WORK TO BE COMPLETED - Across the listing that follows, establish how many lines contain the string "only" and provide that number by itself.

----- RECORDS FOR THE EXERCISE -----

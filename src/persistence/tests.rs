// =====================================================================
// File: persistence/tests.rs
//
// Description:
//   Unit tests for the append-only log, the snapshot file, and the
//   snapshot timer. Each test writes into its own temp directory.
// =====================================================================

use std::time::Duration;

use tempfile::tempdir;

use crate::persistence::{AofLog, Snapshot, SnapshotTimer};
use crate::store::Keyspace;

// =====================================================================
// Append-only log
// =====================================================================

#[test]
fn append_then_replay_preserves_order() {
    let dir = tempdir().unwrap();
    let log = AofLog::new(dir.path().join("aof.log"));

    log.append("SET dog bark").unwrap();
    log.append("SET cat meow").unwrap();
    log.append("DEL dog").unwrap();

    let records = log.replay().unwrap();
    assert_eq!(records, vec!["SET dog bark", "SET cat meow", "DEL dog"]);
}

#[test]
fn replay_of_missing_file_is_empty() {
    let dir = tempdir().unwrap();
    let log = AofLog::new(dir.path().join("never_written.log"));
    assert!(log.replay().unwrap().is_empty());
}

#[test]
fn replay_skips_blank_lines() {
    let dir = tempdir().unwrap();
    let path = dir.path().join("aof.log");
    std::fs::write(&path, "SET a 1\n\n   \nSET b 2\n").unwrap();

    let log = AofLog::new(path);
    assert_eq!(log.replay().unwrap(), vec!["SET a 1", "SET b 2"]);
}

#[test]
fn appends_survive_reopening_the_handle() {
    let dir = tempdir().unwrap();
    let path = dir.path().join("aof.log");

    AofLog::new(&path).append("SET one 1").unwrap();
    AofLog::new(&path).append("SET two 2").unwrap();

    let records = AofLog::new(&path).replay().unwrap();
    assert_eq!(records.len(), 2);
}

// =====================================================================
// Snapshot
// =====================================================================

#[test]
fn snapshot_round_trips_string_entries() {
    let dir = tempdir().unwrap();
    let snapshot = Snapshot::new(dir.path().join("snap.txt"));

    let mut ks = Keyspace::new();
    ks.set("dog".into(), "bark".into(), None);
    ks.set("phrase".into(), "hello world".into(), None);

    let written = snapshot.save(&ks).unwrap();
    assert_eq!(written, 2);

    let mut entries = snapshot.load().unwrap();
    entries.sort();
    assert_eq!(
        entries,
        vec![
            ("dog".to_string(), "bark".to_string()),
            ("phrase".to_string(), "hello world".to_string()),
        ]
    );
}

#[test]
fn snapshot_omits_list_entries() {
    let dir = tempdir().unwrap();
    let snapshot = Snapshot::new(dir.path().join("snap.txt"));

    let mut ks = Keyspace::new();
    ks.set("s".into(), "text".into(), None);
    ks.push_back("q", vec!["a".into(), "b".into()]).unwrap();

    assert_eq!(snapshot.save(&ks).unwrap(), 1);
    assert_eq!(snapshot.load().unwrap(), vec![("s".to_string(), "text".to_string())]);
}

#[test]
fn snapshot_load_ignores_malformed_lines() {
    let dir = tempdir().unwrap();
    let path = dir.path().join("snap.txt");
    std::fs::write(&path, "SET good value\nDEL bad\nSET short\ngarbage\n").unwrap();

    let entries = Snapshot::new(path).load().unwrap();
    assert_eq!(entries, vec![("good".to_string(), "value".to_string())]);
}

#[test]
fn snapshot_load_of_missing_file_is_empty() {
    let dir = tempdir().unwrap();
    let snapshot = Snapshot::new(dir.path().join("never_saved.txt"));
    assert!(snapshot.load().unwrap().is_empty());
}

#[test]
fn save_truncates_the_previous_snapshot() {
    let dir = tempdir().unwrap();
    let snapshot = Snapshot::new(dir.path().join("snap.txt"));

    let mut ks = Keyspace::new();
    ks.set("a".into(), "1".into(), None);
    ks.set("b".into(), "2".into(), None);
    snapshot.save(&ks).unwrap();

    ks.del("b");
    snapshot.save(&ks).unwrap();

    assert_eq!(snapshot.load().unwrap(), vec![("a".to_string(), "1".to_string())]);
}

// =====================================================================
// Snapshot timer
// =====================================================================

#[test]
fn timer_is_not_due_until_interval_elapses() {
    let timer = SnapshotTimer::new(Duration::from_secs(3600));
    assert!(!timer.due());
}

#[test]
fn timer_becomes_due_and_resets_on_mark() {
    let timer = SnapshotTimer::new(Duration::from_millis(30));
    std::thread::sleep(Duration::from_millis(50));
    assert!(timer.due());

    timer.mark();
    assert!(!timer.due());
}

-----

TASK ANSWER - 2